use std::collections::HashMap;

use anyhow::anyhow;
use serde_json::Value;

use crate::{
    MessagesError,
    protocol::{ContentDelta, Message, ResponseBlock, StreamEvent},
};

/// Folds a stream event sequence into the equivalent complete message
///
/// Non-streaming responses are built with this fold so both response modes
/// always agree.
#[derive(Debug, Default)]
pub struct MessageAccumulator {
    message: Option<Message>,
    /// Tool input JSON received so far, per block index
    partial_json: HashMap<u32, String>,
    stopped: bool,
}

impl MessageAccumulator {
    /// Apply one event
    ///
    /// # Errors
    ///
    /// Fails on events out of protocol order, on tool input that is not
    /// valid JSON, and on in-band `error` events
    pub fn push(&mut self, event: StreamEvent) -> Result<(), MessagesError> {
        if let StreamEvent::MessageStart { message } = event {
            self.message = Some(message);
            return Ok(());
        }

        let message = self
            .message
            .as_mut()
            .ok_or_else(|| anyhow!("stream event before message_start"))?;

        match event {
            StreamEvent::ContentBlockStart { index, content_block } => {
                if usize::try_from(index).ok() != Some(message.content.len()) {
                    return Err(anyhow!("content block {index} started out of order").into());
                }
                message.content.push(content_block);
            }
            StreamEvent::ContentBlockDelta { index, delta } => match delta {
                ContentDelta::TextDelta { text } => match block_mut(message, index)? {
                    ResponseBlock::Text { text: buffer } => buffer.push_str(&text),
                    ResponseBlock::ToolUse { .. } => {
                        return Err(anyhow!("text delta for tool_use block {index}").into());
                    }
                },
                ContentDelta::InputJsonDelta { partial_json } => {
                    self.partial_json.entry(index).or_default().push_str(&partial_json);
                }
            },
            StreamEvent::ContentBlockStop { index } => {
                let json = self.partial_json.remove(&index);
                if let ResponseBlock::ToolUse { input, .. } = block_mut(message, index)?
                    && let Some(json) = json.filter(|j| !j.is_empty())
                {
                    *input = serde_json::from_str::<Value>(&json)
                        .map_err(|e| anyhow!("tool input for block {index} is not valid JSON: {e}"))?;
                }
            }
            StreamEvent::MessageDelta { delta, usage } => {
                message.stop_reason = delta.stop_reason;
                message.stop_sequence = delta.stop_sequence;
                message.usage = usage;
            }
            StreamEvent::MessageStop => self.stopped = true,
            StreamEvent::Ping | StreamEvent::MessageStart { .. } => {}
            StreamEvent::Error { error } => return Err(MessagesError::CliExecution(error.message)),
        }

        Ok(())
    }

    /// The completed message
    ///
    /// # Errors
    ///
    /// Fails when the stream ended before `message_stop`
    pub fn finish(self) -> Result<Message, MessagesError> {
        match self.message {
            Some(message) if self.stopped => Ok(message),
            _ => Err(anyhow!("stream ended before message_stop").into()),
        }
    }
}

fn block_mut(message: &mut Message, index: u32) -> Result<&mut ResponseBlock, MessagesError> {
    usize::try_from(index)
        .ok()
        .and_then(|i| message.content.get_mut(i))
        .ok_or_else(|| anyhow!("delta for unknown content block {index}").into())
}

#[cfg(test)]
mod tests {
    use serde_json::json;

    use super::*;
    use crate::protocol::{MessageDelta, StopReason, Usage};

    fn start() -> StreamEvent {
        StreamEvent::MessageStart {
            message: Message::started("msg_1", "haiku"),
        }
    }

    #[test]
    fn folds_text_and_tool_use() {
        let mut acc = MessageAccumulator::default();
        for event in [
            start(),
            StreamEvent::ContentBlockStart {
                index: 0,
                content_block: ResponseBlock::Text { text: String::new() },
            },
            StreamEvent::ContentBlockDelta {
                index: 0,
                delta: ContentDelta::TextDelta { text: "a".into() },
            },
            StreamEvent::ContentBlockDelta {
                index: 0,
                delta: ContentDelta::TextDelta { text: "b".into() },
            },
            StreamEvent::ContentBlockStop { index: 0 },
            StreamEvent::ContentBlockStart {
                index: 1,
                content_block: ResponseBlock::ToolUse {
                    id: "t".into(),
                    name: "Read".into(),
                    input: json!({}),
                },
            },
            StreamEvent::ContentBlockDelta {
                index: 1,
                delta: ContentDelta::InputJsonDelta {
                    partial_json: "{\"x\":".into(),
                },
            },
            StreamEvent::Ping,
            StreamEvent::ContentBlockDelta {
                index: 1,
                delta: ContentDelta::InputJsonDelta { partial_json: "1}".into() },
            },
            StreamEvent::ContentBlockStop { index: 1 },
            StreamEvent::MessageDelta {
                delta: MessageDelta {
                    stop_reason: Some(StopReason::ToolUse),
                    stop_sequence: None,
                },
                usage: Usage {
                    input_tokens: 1,
                    output_tokens: 2,
                },
            },
            StreamEvent::MessageStop,
        ] {
            acc.push(event).unwrap();
        }

        let message = acc.finish().unwrap();
        assert_eq!(message.id, "msg_1");
        assert_eq!(
            message.content,
            [
                ResponseBlock::Text { text: "ab".into() },
                ResponseBlock::ToolUse {
                    id: "t".into(),
                    name: "Read".into(),
                    input: json!({"x": 1}),
                },
            ]
        );
        assert_eq!(message.stop_reason, Some(StopReason::ToolUse));
        assert_eq!(message.usage.output_tokens, 2);
    }

    #[test]
    fn tool_use_without_deltas_keeps_empty_input() {
        let mut acc = MessageAccumulator::default();
        acc.push(start()).unwrap();
        acc.push(StreamEvent::ContentBlockStart {
            index: 0,
            content_block: ResponseBlock::ToolUse {
                id: "t".into(),
                name: "Glob".into(),
                input: json!({}),
            },
        })
        .unwrap();
        acc.push(StreamEvent::ContentBlockStop { index: 0 }).unwrap();
        acc.push(StreamEvent::MessageStop).unwrap();

        let message = acc.finish().unwrap();
        assert!(matches!(message.content[0], ResponseBlock::ToolUse { ref input, .. } if *input == json!({})));
    }

    #[test]
    fn out_of_order_events_are_rejected() {
        let mut acc = MessageAccumulator::default();
        assert!(acc.push(StreamEvent::MessageStop).is_err());

        acc.push(start()).unwrap();
        let err = acc.push(StreamEvent::ContentBlockStart {
            index: 3,
            content_block: ResponseBlock::Text { text: String::new() },
        });
        assert!(matches!(err, Err(MessagesError::Internal(_))));
    }

    #[test]
    fn truncated_stream_is_an_error() {
        let mut acc = MessageAccumulator::default();
        acc.push(start()).unwrap();
        assert!(acc.finish().is_err());
    }
}
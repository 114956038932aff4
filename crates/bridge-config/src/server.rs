use std::net::SocketAddr;

use serde::Deserialize;

use crate::{cors::CorsConfig, health::HealthConfig};

/// Default bind address when none is configured
pub const DEFAULT_LISTEN_ADDRESS: SocketAddr = SocketAddr::new(
    std::net::IpAddr::V4(std::net::Ipv4Addr::UNSPECIFIED),
    8080,
);

#[derive(Debug, Clone, Default, Deserialize)]
#[serde(deny_unknown_fields)]
pub struct ServerConfig {
    pub listen_address: Option<SocketAddr>,
    #[serde(default)]
    pub health: HealthConfig,
    #[serde(default)]
    pub cors: Option<CorsConfig>,
}

impl ServerConfig {
    /// Configured listen address, falling back to `0.0.0.0:8080`
    pub fn listen_address(&self) -> SocketAddr {
        self.listen_address.unwrap_or(DEFAULT_LISTEN_ADDRESS)
    }
}
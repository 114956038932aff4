use serde::Deserialize;

/// `GET` liveness endpoint
#[derive(Debug, Clone, Deserialize)]
#[serde(deny_unknown_fields)]
pub struct HealthConfig {
    /// Mount the endpoint at all
    #[serde(default = "enabled_by_default")]
    pub enabled: bool,
    /// Route path, must start with `/`
    #[serde(default = "health_path")]
    pub path: String,
    /// Run `claude --version` on every check and answer 503 if it fails
    #[serde(default)]
    pub check_cli: bool,
}

impl Default for HealthConfig {
    fn default() -> Self {
        Self {
            enabled: enabled_by_default(),
            path: health_path(),
            check_cli: false,
        }
    }
}

const fn enabled_by_default() -> bool {
    true
}

fn health_path() -> String {
    "/health".to_owned()
}
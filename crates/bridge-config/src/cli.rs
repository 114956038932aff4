use std::path::PathBuf;
use std::time::Duration;

use serde::Deserialize;

/// How the `claude` executable is located and supervised
#[derive(Debug, Clone, Deserialize)]
#[serde(deny_unknown_fields)]
pub struct CliConfig {
    /// Executable name or path
    #[serde(default = "default_path")]
    pub path: PathBuf,
    /// Working directory for every invocation
    #[serde(default)]
    pub cwd: Option<PathBuf>,
    /// Wall-clock ceiling for a single invocation
    #[serde(default = "default_timeout", deserialize_with = "crate::duration::deserialize")]
    pub timeout: Duration,
    /// Longest silence on stdout before the invocation is abandoned
    #[serde(default = "default_idle_timeout", deserialize_with = "crate::duration::deserialize")]
    pub idle_timeout: Duration,
    /// How long to wait for a killed process to be reaped
    #[serde(default = "default_kill_grace", deserialize_with = "crate::duration::deserialize")]
    pub kill_grace: Duration,
    /// Buffered output lines between the process reader and the response
    #[serde(default = "default_channel_capacity")]
    pub channel_capacity: usize,
}

impl Default for CliConfig {
    fn default() -> Self {
        Self {
            path: default_path(),
            cwd: None,
            timeout: default_timeout(),
            idle_timeout: default_idle_timeout(),
            kill_grace: default_kill_grace(),
            channel_capacity: default_channel_capacity(),
        }
    }
}

fn default_path() -> PathBuf {
    PathBuf::from("claude")
}

const fn default_timeout() -> Duration {
    Duration::from_secs(300)
}

const fn default_idle_timeout() -> Duration {
    Duration::from_secs(180)
}

const fn default_kill_grace() -> Duration {
    Duration::from_secs(5)
}

const fn default_channel_capacity() -> usize {
    64
}
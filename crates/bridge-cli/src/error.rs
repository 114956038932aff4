use std::time::Duration;

use thiserror::Error;

/// Failures while running the `claude` executable
#[derive(Debug, Error)]
pub enum CliError {
    /// The executable could not be found or is not runnable
    #[error("claude CLI not found at '{path}'")]
    NotFound { path: String },

    /// The CLI has no usable credentials
    #[error("claude CLI is not authenticated: {message}")]
    AuthenticationRequired { message: String },

    /// The CLI refused to use a tool
    #[error("tool not permitted: {message}")]
    ToolNotPermitted { message: String },

    /// The CLI rejected the requested model
    #[error("model unavailable: {message}")]
    ModelUnavailable { message: String },

    /// Any other non-zero exit or CLI-reported failure
    #[error("claude CLI failed{}: {message}", exit_suffix(*.code))]
    Execution { code: Option<i32>, message: String },

    /// The wall-clock or idle limit was exceeded
    #[error("claude CLI {kind} after {}s", .limit.as_secs_f64())]
    Timeout { kind: TimeoutKind, limit: Duration },

    /// Spawning or talking to the process failed
    #[error("claude CLI I/O error: {0}")]
    Io(#[from] std::io::Error),
}

/// Which limit a timed-out invocation hit
#[derive(Debug, Clone, Copy, PartialEq, Eq)]
pub enum TimeoutKind {
    /// Total runtime ceiling
    Deadline,
    /// No output for too long
    Idle,
}

impl std::fmt::Display for TimeoutKind {
    fn fmt(&self, f: &mut std::fmt::Formatter<'_>) -> std::fmt::Result {
        match self {
            Self::Deadline => f.write_str("timed out"),
            Self::Idle => f.write_str("produced no output"),
        }
    }
}

fn exit_suffix(code: Option<i32>) -> String {
    code.map(|c| format!(" (exit {c})")).unwrap_or_default()
}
• • • • • • •
What you have to do —
For every line in the data above that has the string "limit", return that line.

Written solution —
    /// The wall-clock or idle limit was exceeded
    #[error("claude CLI {kind} after {}s", .limit.as_secs_f64())]
    Timeout { kind: TimeoutKind, limit: Duration },
/// Which limit a timed-out invocation hit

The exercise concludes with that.